The current reduction in the growth rate of employers’ cost for total employee compensation is driven by slowing growth in the cost of total benefits. Year-on-year, benefits costs for all employees were up 2.3 percent in June 2019, compared to the faster growth rate of 2.6 percent in March.

Interestingly, in the private sector, employer costs for employee benefits rose by a slower 1.8 percent in June 2019, compared to a growth rate of 2.4 percent in March. At the same time, employee health benefit costs for private-sector employers rose faster by 0.4 percentage points (from 1.9 percent to 2.4 percent), Enayati notes, “This is the first quarter where 12-month inflation in health benefits exceeded two percent  since Q4 – 2016.”

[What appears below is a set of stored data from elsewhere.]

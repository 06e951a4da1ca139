//! # Environment-Based Configuration
//!
//! ## Environment Variables
//!
//! - `PORT` - Listen port (default: 3000)
//! - `TOOLHUB_HTTP_HOST` - Listen address (default: 0.0.0.0)
//! - `TOOLHUB_ENABLE_CORS` - Enable permissive CORS (default: true)
//! - `TOOLHUB_MAX_BODY_SIZE` - Maximum request body size in bytes (default: 1048576 / 1MB)

use std::env;
use std::net::{IpAddr, SocketAddr};

pub const DEFAULT_PORT: u16 = 3000;
pub const DEFAULT_HOST: &str = "0.0.0.0";
pub const DEFAULT_MAX_BODY_SIZE: usize = 1024 * 1024;

/// Error type for configuration loading
#[derive(Debug, thiserror::Error)]
pub enum ConfigError {
    #[error("Invalid environment variable '{key}': {message}")]
    InvalidEnvVar { key: String, message: String },

    #[error("Configuration validation failed: {0}")]
    ValidationError(String),
}

/// Settings for the HTTP demo server
#[derive(Debug, Clone, PartialEq, Eq)]
pub struct HttpConfig {
    pub host: String,
    pub port: u16,
    pub enable_cors: bool,
    pub max_body_size: usize,
}

impl Default for HttpConfig {
    fn default() -> Self {
        Self {
            host: DEFAULT_HOST.to_string(),
            port: DEFAULT_PORT,
            enable_cors: true,
            max_body_size: DEFAULT_MAX_BODY_SIZE,
        }
    }
}

impl HttpConfig {
    /// Load and validate from the environment
    pub fn from_env() -> Result<Self, ConfigError> {
        HttpConfigBuilder::from_env()?.build()
    }

    /// Address to bind
    pub fn socket_addr(&self) -> Result<SocketAddr, ConfigError> {
        let ip: IpAddr = self.host.parse().map_err(|e| {
            ConfigError::ValidationError(format!("host '{}' is not an IP address: {e}", self.host))
        })?;
        Ok(SocketAddr::new(ip, self.port))
    }
}

/// Builder for `HttpConfig` with environment variable support
#[derive(Debug, Clone, Default)]
pub struct HttpConfigBuilder {
    config: HttpConfig,
}

impl HttpConfigBuilder {
    /// Create a new builder with default values
    #[must_use]
    pub fn new() -> Self {
        Self::default()
    }

    /// Load configuration from environment variables
    ///
    /// # Errors
    ///
    /// Returns `ConfigError` if any environment variable has an invalid value.
    pub fn from_env() -> Result<Self, ConfigError> {
        let mut builder = Self::default();

        if let Some(port) = get_env_u16("PORT")? {
            builder = builder.port(port);
        }
        if let Some(host) = get_env_string("TOOLHUB_HTTP_HOST") {
            builder = builder.host(host);
        }
        if let Some(cors) = get_env_bool("TOOLHUB_ENABLE_CORS")? {
            builder = builder.enable_cors(cors);
        }
        if let Some(size) = get_env_usize("TOOLHUB_MAX_BODY_SIZE")? {
            builder = builder.max_body_size(size);
        }

        Ok(builder)
    }

    /// Set the listen port
    #[must_use]
    pub fn port(mut self, port: u16) -> Self {
        self.config.port = port;
        self
    }

    /// Set the listen address
    #[must_use]
    pub fn host(mut self, host: impl Into<String>) -> Self {
        self.config.host = host.into();
        self
    }

    /// Enable or disable CORS
    #[must_use]
    pub fn enable_cors(mut self, enable: bool) -> Self {
        self.config.enable_cors = enable;
        self
    }

    /// Set maximum request body size in bytes
    #[must_use]
    pub fn max_body_size(mut self, size: usize) -> Self {
        self.config.max_body_size = size;
        self
    }

    /// Validate configuration and build `HttpConfig`
    ///
    /// # Errors
    ///
    /// Returns `ConfigError::ValidationError` if the configuration is invalid.
    pub fn build(self) -> Result<HttpConfig, ConfigError> {
        self.validate()?;
        Ok(self.config)
    }

    fn validate(&self) -> Result<(), ConfigError> {
        self.config.socket_addr()?;

        if self.config.max_body_size == 0 {
            return Err(ConfigError::ValidationError(
                "max_body_size must be greater than 0".to_string(),
            ));
        }
        if self.config.max_body_size > 100 * 1024 * 1024 {
            return Err(ConfigError::ValidationError(
                "max_body_size must be <= 100MB".to_string(),
            ));
        }

        Ok(())
    }
}

// Environment variable helper functions

fn get_env_string(key: &str) -> Option<String> {
    env::var(key).ok()
}

fn get_env_bool(key: &str) -> Result<Option<bool>, ConfigError> {
    match env::var(key) {
        Ok(val) => match val.to_lowercase().as_str() {
            "true" | "1" | "yes" | "on" => Ok(Some(true)),
            "false" | "0" | "no" | "off" => Ok(Some(false)),
            _ => Err(ConfigError::InvalidEnvVar {
                key: key.to_string(),
                message: format!(
                    "invalid boolean value '{val}', expected true/false/1/0/yes/no/on/off"
                ),
            }),
        },
        Err(_) => Ok(None),
    }
}

fn get_env_u16(key: &str) -> Result<Option<u16>, ConfigError> {
    match env::var(key) {
        Ok(val) => val
            .parse::<u16>()
            .map(Some)
            .map_err(|e| ConfigError::InvalidEnvVar {
                key: key.to_string(),
                message: format!("invalid port value '{val}': {e}"),
            }),
        Err(_) => Ok(None),
    }
}

fn get_env_usize(key: &str) -> Result<Option<usize>, ConfigError> {
    match env::var(key) {
        Ok(val) => val
            .parse::<usize>()
            .map(Some)
            .map_err(|e| ConfigError::InvalidEnvVar {
                key: key.to_string(),
                message: format!("invalid usize value '{val}': {e}"),
            }),
        Err(_) => Ok(None),
    }
}
//! # toolhub
//!
//! A registry of utility tools served to AI clients over the Model Context
//! Protocol, plus a small HTTP demo endpoint.
//!
//! ## Crates
//!
//! - **[core]**: [`ToolRegistry`], input schemas, [`ToolResult`] and the handler traits
//! - **[tools]**: the standard tools and their external collaborators
//! - **[mcp]**: [`McpServer`], the stdio MCP front end
//! - **[http]**: the `/health` and `/mcp` demo routes
//!
//! ## Quick Start
//!
//! ```rust
//! use toolhub::{ContentBlock, InputSchema, ParamType, ToolRegistry, handler_fn};
//! use std::sync::Arc;
//!
//! # tokio_test::block_on(async {
//! let mut registry = ToolRegistry::new();
//! registry
//!     .register(
//!         "greet",
//!         "Say hello",
//!         InputSchema::empty().required("name", ParamType::String, "Who to greet"),
//!         Arc::new(handler_fn(|args| async move {
//!             let name = args.require_str("name")?;
//!             Ok(vec![ContentBlock::text(format!("Hello, {name}"))])
//!         })),
//!     )
//!     .unwrap();
//!
//! let result = registry
//!     .invoke("greet", serde_json::json!({"name": "Ada"}))
//!     .await
//!     .unwrap();
//! assert_eq!(result.text(), "Hello, Ada");
//! # });
//! ```

pub use toolhub_core as core;
pub use toolhub_http as http;
pub use toolhub_mcp as mcp;
pub use toolhub_tools as tools;

pub use toolhub_core::{
    ContentBlock, HandlerError, InputSchema, ParamType, Tool, ToolDefinition, ToolError,
    ToolHandler, ToolRegistry, ToolResult, handler_fn,
};
pub use toolhub_mcp::McpServer;
pub use toolhub_tools::{RegistrationReport, ToolsConfig, standard_registry};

Looking at private-sector employees, those in sales-related occupations, who face the greatest year-on-year volatility in total compensation growth rates, experienced a second quarter of slowing compensation growth. After peaking at a 12-month growth rate of 4.2 percent in Q4 -2018 (the second highest level in over 50 quarters), total compensation for private-sector employees in sales and related occupations dropped to 3.4 percent in March and again to 3.0 percent in June. Likewise, total compensation growth for professional occupations also continued a pattern, albeit gentler, of declining growth. “Prior to the recession, the professional group was one of the groups with the highest ECI growth, but they have had the lowest ECI growth since Q2 – 2016,” says Enayati.

The accelerating growth in employer costs for employee compensation in the public-sector has plateaued this quarter at 3.0 percent – the highest growth rate since the end of the recession in Q3 – 2009. “The strong compensation growth for public-sector employees is being driven by the speed of total benefit cost increases,” notes Enayati. The recent ECI growth of total benefits has also been stronger in the public-sector than in the private-sector.”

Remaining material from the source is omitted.